For the seventy-two years which had passed away since the settlement of South Carolina, there had been repeated reciprocal invasions of the contiguous Spanish and British provinces. Though hostilities occasionally ceased, bickerings were always kept alive from the constant irritation of unneighborly, injurious acts; till by the peace of Paris in 1763, the two Floridas were ceded by Spain to Great Britain. From that period, till the commencement of the revolutionary war, the inhabitants of Florida and those of Georgia and Carolina being all subjects of the same King, lived in harmony with each other. No sooner had the American war began, than the former scenes of plunder and devastation recommenced between the contiguous provinces. The Floridas by remaining a part of the British empire, while Georgia and Carolina became free States, were set in opposition to each other. Hostilities, as is usual among the borderers of contending governments, were rendered more fierce from the circumstance of contiguity. Throughout the war parties from each reciprocally plundered and harrassed the other; ostensibly on one side for the advancement of British, and on the other of American interests; but in both cases for the private emolument of the actors in these disgraceful scenes. Florida also afforded an entrance through which British agents furnished supplies to the Indian tribes adjacent to the new formed American States, and by which they encouraged the former to destroy the latter. Such will ever be the case in the event of war between the sovereigns of Florida, and the citizens of America. Happy are the people whose territories are encircled by obvious natural boundaries, easily distinguished but not easily passed.

SECTION II.

Contests with Indians.

When South Carolina was settled by the English, it was in the occupation of more than twenty nations, or tribes of Indians. Their combined numbers were so considerable that had they been guided by a spirit of union, or directed by a Common Council, they would have been able at any time, for many years after the settlement, to have exterminated the new comers. The Indians in their military capacity, were not so inferior to the whites as some may imagine. The superiority of muskets over bows and arrows, managed by Indians in a woody country, is not great. The savage, quicksighted and accustomed to perpetual watchfulness, springs from his hiding place, behind a bush, and surprises his enemy with the pointed arrow before he is aware of danger. He ranges through the trackless forest like the beasts of prey, and safely sleeps under the same canopy with the wolf and bear. His vengeance is concealed, till he sends the tidings in the fatal blow.

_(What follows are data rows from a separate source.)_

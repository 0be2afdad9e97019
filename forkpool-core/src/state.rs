use serde::{Deserialize, Serialize};
use std::sync::atomic::{AtomicU64, Ordering};

static NEXT_CHILD_ID: AtomicU64 = AtomicU64::new(1);

/// Identity of a child supervisor, stable across the workers it runs.
#[derive(Debug, Clone, Copy, Hash, Eq, PartialEq, Ord, PartialOrd, Serialize, Deserialize)]
pub struct ChildId(u64);

impl ChildId {
    pub fn next() -> Self {
        Self(NEXT_CHILD_ID.fetch_add(1, Ordering::Relaxed))
    }

    pub fn as_u64(&self) -> u64 {
        self.0
    }
}

impl std::fmt::Display for ChildId {
    fn fmt(&self, f: &mut std::fmt::Formatter<'_>) -> std::fmt::Result {
        write!(f, "child-{}", self.0)
    }
}

/// Identity of one forked worker process, unique per launcher.
#[derive(Debug, Clone, Copy, Hash, Eq, PartialEq, Ord, PartialOrd, Serialize, Deserialize)]
#[serde(transparent)]
pub struct WorkerId(u64);

impl WorkerId {
    pub fn new(id: u64) -> Self {
        Self(id)
    }

    pub fn as_u64(&self) -> u64 {
        self.0
    }
}

impl std::fmt::Display for WorkerId {
    fn fmt(&self, f: &mut std::fmt::Formatter<'_>) -> std::fmt::Result {
        write!(f, "{}", self.0)
    }
}

#[derive(Debug, Clone, Copy, PartialEq, Eq, Serialize, Deserialize)]
#[serde(rename_all = "lowercase")]
pub enum ChildState {
    /// Forked (or about to be) and waiting for readiness.
    New,
    /// Ready and past the confirmation window.
    Initialized,
    /// Readiness did not arrive before the spawn deadline.
    TimedOut,
    /// Shutdown requested, waiting for the worker to exit.
    Disconnecting,
    /// The worker exited on its own.
    Died,
    /// Shutdown completed.
    Stopped,
}

impl ChildState {
    pub fn is_running(&self) -> bool {
        matches!(self, Self::Initialized)
    }

    pub fn is_stopped(&self) -> bool {
        matches!(self, Self::Stopped)
    }

    pub fn as_str(&self) -> &'static str {
        match self {
            Self::New => "new",
            Self::Initialized => "initialized",
            Self::TimedOut => "timedout",
            Self::Disconnecting => "disconnecting",
            Self::Died => "died",
            Self::Stopped => "stopped",
        }
    }
}

impl std::fmt::Display for ChildState {
    fn fmt(&self, f: &mut std::fmt::Formatter<'_>) -> std::fmt::Result {
        f.write_str(self.as_str())
    }
}
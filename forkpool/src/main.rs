mod cli;
mod commands;

use clap::Parser;
use tracing_subscriber::{EnvFilter, layer::SubscriberExt, util::SubscriberInitExt};

#[tokio::main(flavor = "current_thread")]
async fn main() -> anyhow::Result<()> {
    let cli = cli::Cli::parse();

    let filter = EnvFilter::try_from_default_env().unwrap_or_else(|_| EnvFilter::new("info"));
    let registry = tracing_subscriber::registry().with(filter);
    if cli.log_json {
        registry.with(tracing_subscriber::fmt::layer().json()).init();
    } else {
        registry.with(tracing_subscriber::fmt::layer()).init();
    }

    match cli.command {
        cli::Command::Run(args) => commands::run::execute(args).await,
        cli::Command::Check(args) => commands::check::execute(args).await,
        #[cfg(unix)]
        cli::Command::DemoWorker(args) => commands::demo_worker::execute(args).await,
    }
}
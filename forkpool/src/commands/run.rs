use anyhow::Context;
use forkpool_core::{
    ConfigWatcher, FleetConfig, FleetFile, Launcher, SpawnOptions, StatusKind, Strategy,
};
use forkpool_supervisor::Fleet;
use std::sync::Arc;
use std::time::Duration;
use tokio::sync::broadcast::error::RecvError;
use tokio::sync::mpsc;
use tokio::time;
use tracing::{error, info, warn};

use crate::cli::RunArgs;

const CONFIG_CHECK_INTERVAL: Duration = Duration::from_secs(5);

#[derive(Debug, Clone, Copy, PartialEq, Eq)]
enum Control {
    Restart,
    Shutdown,
}

pub async fn execute(args: RunArgs) -> anyhow::Result<()> {
    let watcher = match &args.config {
        Some(path) => Some(
            ConfigWatcher::new(path)
                .await
                .with_context(|| format!("cannot load fleet file {}", path.display()))?,
        ),
        None => None,
    };
    let config = build_config(&args, watcher.as_ref().map(|w| (*w.get()).clone()))?;
    if config.script.is_none() {
        anyhow::bail!("no script given: pass SCRIPT or set \"script\" in the fleet file");
    }

    let fleet = Fleet::new(launcher()?, config)?;
    relay_status(&fleet);

    let (control_tx, mut control_rx) = mpsc::channel(4);
    setup_signal_handlers(control_tx);

    if let Err(e) = fleet.spawn_default().await {
        error!("Failed to start fleet: {}", e);
        fleet.stop().await;
        return Err(e.into());
    }
    info!("Fleet of {} worker(s) running", fleet.len());

    let mut config_check = time::interval(CONFIG_CHECK_INTERVAL);
    config_check.tick().await;

    loop {
        tokio::select! {
            Some(control) = control_rx.recv() => match control {
                Control::Restart => restart(&fleet, fleet.config().defaults.strategy).await,
                Control::Shutdown => break,
            },

            _ = config_check.tick() => {
                if let Some(ref watcher) = watcher {
                    match watcher.check_reload().await {
                        Ok(true) => {
                            info!("Fleet file changed, restarting workers");
                            restart(&fleet, watcher.get().options.strategy).await;
                        }
                        Ok(false) => {}
                        Err(e) => warn!("Ignoring fleet file change: {}", e),
                    }
                }
            }
        }
    }

    info!("Stopping fleet...");
    fleet.stop().await;
    info!("All workers stopped");
    Ok(())
}

/// Merges the fleet file (if any) with command line flags; flags win.
fn build_config(args: &RunArgs, file: Option<FleetFile>) -> anyhow::Result<FleetConfig> {
    let mut config = match file {
        Some(file) => file.into_fleet_config(),
        None => FleetConfig {
            defaults: SpawnOptions::default().with_number(num_cpus::get()),
            ..FleetConfig::default()
        },
    };

    if let Some(script) = args.script() {
        config.script = Some(script.to_string());
        config.args = args.script_args().to_vec();
    }
    config.env.extend(args.env.iter().cloned());
    if let Some(cwd) = &args.cwd {
        config.cwd = Some(cwd.clone());
    }

    let defaults = &mut config.defaults;
    if let Some(number) = args.number {
        defaults.number = number;
    }
    if let Some(strategy) = args.strategy {
        defaults.strategy = strategy;
    }
    if let Some(timeout) = args.timeout {
        defaults.timeout = Duration::from_millis(timeout);
    }
    if let Some(ready_on) = args.ready_on {
        defaults.ready_on = ready_on;
    }
    if let Some(delay) = args.confirm_delay {
        defaults.confirm_delay = Duration::from_millis(delay);
    }
    if let Some(timeout) = args.disconnect_timeout {
        defaults.disconnect_timeout = Duration::from_millis(timeout);
    }
    defaults.validate()?;

    Ok(config)
}

fn launcher() -> anyhow::Result<Arc<dyn Launcher>> {
    #[cfg(unix)]
    {
        Ok(forkpool_supervisor::create_launcher()?)
    }
    #[cfg(not(unix))]
    {
        anyhow::bail!("forkpool run is only supported on unix platforms")
    }
}

async fn restart(fleet: &Fleet, strategy: Strategy) {
    info!("Restarting {} worker(s) ({})", fleet.len(), strategy);
    match fleet.restart(strategy).await {
        Ok(()) => info!("Restart complete"),
        Err(e) => error!("Restart failed: {}", e),
    }
}

fn relay_status(fleet: &Fleet) {
    let mut status = fleet.subscribe_status();
    tokio::spawn(async move {
        loop {
            match status.recv().await {
                Ok(event) => match event.event {
                    StatusKind::Spawn => {
                        info!(child = %event.child, "Worker {} spawned", event.id)
                    }
                    StatusKind::Exit => info!(
                        child = %event.child,
                        "Worker {} exited (code: {:?}, signal: {:?})",
                        event.id,
                        event.code,
                        event.signal
                    ),
                },
                Err(RecvError::Lagged(missed)) => warn!("Missed {} status events", missed),
                Err(RecvError::Closed) => break,
            }
        }
    });
}

fn setup_signal_handlers(control_tx: mpsc::Sender<Control>) {
    #[cfg(unix)]
    {
        use tokio::signal::unix::{SignalKind, signal};

        tokio::spawn(async move {
            let (Ok(mut sigterm), Ok(mut sigint), Ok(mut sighup)) = (
                signal(SignalKind::terminate()),
                signal(SignalKind::interrupt()),
                signal(SignalKind::hangup()),
            ) else {
                error!("Failed to install signal handlers");
                let _ = control_tx.send(Control::Shutdown).await;
                return;
            };

            loop {
                let control = tokio::select! {
                    _ = sigterm.recv() => {
                        info!("Received SIGTERM");
                        Control::Shutdown
                    }
                    _ = sigint.recv() => {
                        info!("Received SIGINT");
                        Control::Shutdown
                    }
                    _ = sighup.recv() => {
                        info!("Received SIGHUP");
                        Control::Restart
                    }
                };
                if control_tx.send(control).await.is_err() || control == Control::Shutdown {
                    return;
                }
            }
        });
    }
    #[cfg(not(unix))]
    {
        tokio::spawn(async move {
            if tokio::signal::ctrl_c().await.is_ok() {
                info!("Received Ctrl-C");
                let _ = control_tx.send(Control::Shutdown).await;
            }
        });
    }
}
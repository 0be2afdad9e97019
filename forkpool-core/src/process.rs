use serde::{Deserialize, Serialize};
use std::process::Stdio;
use tokio::process::{Child, Command};

use crate::WorkerCommand;

/// How a worker process ended.
#[derive(Debug, Clone, PartialEq, Eq, Serialize, Deserialize)]
pub struct ExitStatus {
    code: Option<i32>,
    signal: Option<String>,
    voluntary: bool,
}

impl ExitStatus {
    pub fn new(code: Option<i32>, signal: Option<String>, voluntary: bool) -> Self {
        Self {
            code,
            signal,
            voluntary,
        }
    }

    /// `voluntary` is true when the exit follows a disconnect request from
    /// the supervisor.
    pub fn from_std(status: std::process::ExitStatus, voluntary: bool) -> Self {
        Self {
            code: status.code(),
            #[cfg(unix)]
            signal: {
                use std::os::unix::process::ExitStatusExt;
                status.signal().map(signal_name)
            },
            #[cfg(not(unix))]
            signal: None,
            voluntary,
        }
    }

    pub fn success(&self) -> bool {
        self.code == Some(0)
    }

    pub fn code(&self) -> Option<i32> {
        self.code
    }

    pub fn signal(&self) -> Option<&str> {
        self.signal.as_deref()
    }

    pub fn voluntary(&self) -> bool {
        self.voluntary
    }

    /// A nonzero exit code the supervisor did not ask for. Only these exits
    /// are restarted automatically.
    pub fn is_crash(&self) -> bool {
        !self.voluntary && matches!(self.code, Some(code) if code != 0)
    }
}

impl std::fmt::Display for ExitStatus {
    fn fmt(&self, f: &mut std::fmt::Formatter<'_>) -> std::fmt::Result {
        if self.voluntary {
            write!(f, "voluntary exit")?;
            return match (&self.signal, self.code) {
                (Some(signal), _) => write!(f, " by {signal}"),
                (None, Some(code)) => write!(f, " with code {code}"),
                (None, None) => Ok(()),
            };
        }
        match (&self.signal, self.code) {
            (Some(signal), _) => write!(f, "killed by {signal}"),
            (None, Some(0)) => write!(f, "exited cleanly"),
            (None, Some(code)) => write!(f, "exited with code {code}"),
            (None, None) => write!(f, "exited"),
        }
    }
}

#[cfg(unix)]
fn signal_name(signal: i32) -> String {
    nix::sys::signal::Signal::try_from(signal)
        .map(|s| s.as_str().to_string())
        .unwrap_or_else(|_| format!("signal {signal}"))
}

pub struct ProcessBuilder {
    command: String,
    args: Vec<String>,
    env: Vec<(String, String)>,
    cwd: Option<std::path::PathBuf>,
}

impl ProcessBuilder {
    pub fn new(command: impl Into<String>) -> Self {
        Self {
            command: command.into(),
            args: Vec::new(),
            env: Vec::new(),
            cwd: None,
        }
    }

    pub fn from_command(command: &WorkerCommand) -> Self {
        let builder = Self::new(&command.script)
            .args(&command.args)
            .envs(&command.env);
        match &command.cwd {
            Some(cwd) => builder.current_dir(cwd),
            None => builder,
        }
    }

    pub fn args<I, S>(mut self, args: I) -> Self
    where
        I: IntoIterator<Item = S>,
        S: AsRef<str>,
    {
        self.args = args.into_iter().map(|s| s.as_ref().to_string()).collect();
        self
    }

    pub fn env<K, V>(mut self, key: K, value: V) -> Self
    where
        K: AsRef<str>,
        V: AsRef<str>,
    {
        self.env
            .push((key.as_ref().to_string(), value.as_ref().to_string()));
        self
    }

    pub fn envs<I, K, V>(mut self, vars: I) -> Self
    where
        I: IntoIterator<Item = (K, V)>,
        K: AsRef<str>,
        V: AsRef<str>,
    {
        for (k, v) in vars {
            self.env
                .push((k.as_ref().to_string(), v.as_ref().to_string()));
        }
        self
    }

    pub fn current_dir(mut self, dir: impl AsRef<std::path::Path>) -> Self {
        self.cwd = Some(dir.as_ref().to_path_buf());
        self
    }

    /// Splits the command into program and arguments.
    ///
    /// A script given as `"node server.js"` with no explicit args is split
    /// with shell quoting rules; otherwise the command is the program.
    pub fn program_and_args(&self) -> (String, Vec<String>) {
        let (program, mut parsed_args) = if self.command.contains(' ') && self.args.is_empty() {
            match shell_words::split(&self.command) {
                Ok(parts) => {
                    let mut parts = parts.into_iter();
                    match parts.next() {
                        Some(first) => (first, parts.collect()),
                        None => (self.command.clone(), Vec::new()),
                    }
                }
                Err(_) => (self.command.clone(), Vec::new()),
            }
        } else {
            (self.command.clone(), Vec::new())
        };
        parsed_args.extend(self.args.iter().cloned());
        (program, parsed_args)
    }

    pub fn spawn(self) -> crate::Result<Child> {
        let (program, args) = self.program_and_args();

        tracing::debug!("Spawning worker: program='{}', args={:?}", program, args);

        let mut cmd = Command::new(&program);
        cmd.args(&args)
            .stdout(Stdio::inherit())
            .stderr(Stdio::inherit())
            .stdin(Stdio::null())
            .kill_on_drop(true);

        if let Some(cwd) = self.cwd {
            cmd.current_dir(cwd);
        }

        for (key, value) in self.env {
            cmd.env(key, value);
        }

        cmd.spawn()
            .map_err(|e| crate::Error::SpawnFailed(format!("{}: {}", program, e)))
    }
}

Though the Indians viewed with a jealous eye the encroachments made on their territorial possessions, they took no effectual measures for the defence of their property. Finding many present conveniences to result from their intercourse with the new comers, they acquiesced in their settlement. Destitute of foresight, they did not anticipate consequences; nor did they embitter present enjoyments, with forebodings of future evils. To the Indian, a knife, a hatchet, or a hoe, was a valuable acquisition. He observed with what facility the strangers supplied their many wants by means of the various implements they used. The woods fell before the axe-the earth opened before the hoe and spade-and the knife was useful on numberless occasions. He admired the skill of white men in making these articles of ease and profit, and voluntarily offered to them his deer skins, the only riches he had which could procure them. The love of ease was as natural to the one as the other; and the Indian would rather give to the white settler the profits of a year's hunting, than be without his instruments. Having obtained these, in process of time he found the tomahawk and musket equally useful. These he also coveted, and could not rest till he obtained them. What was at first only convenient, as his wants increased became almost necessary. The original bond was therefore progressively strengthened and confirmed. As the channel of commerce opened, the Indian found that he was not only treated with friendship and civility, but that the

white people were equally fond of his skins, furs, and lands, as he was of their gaudy trinkets and various implements. It was this connection that induced the native inhabitants of the forest peaceably to admit strangers, though differing in complexion, language, and manners, to reside among them and to clear and cultivate their lands.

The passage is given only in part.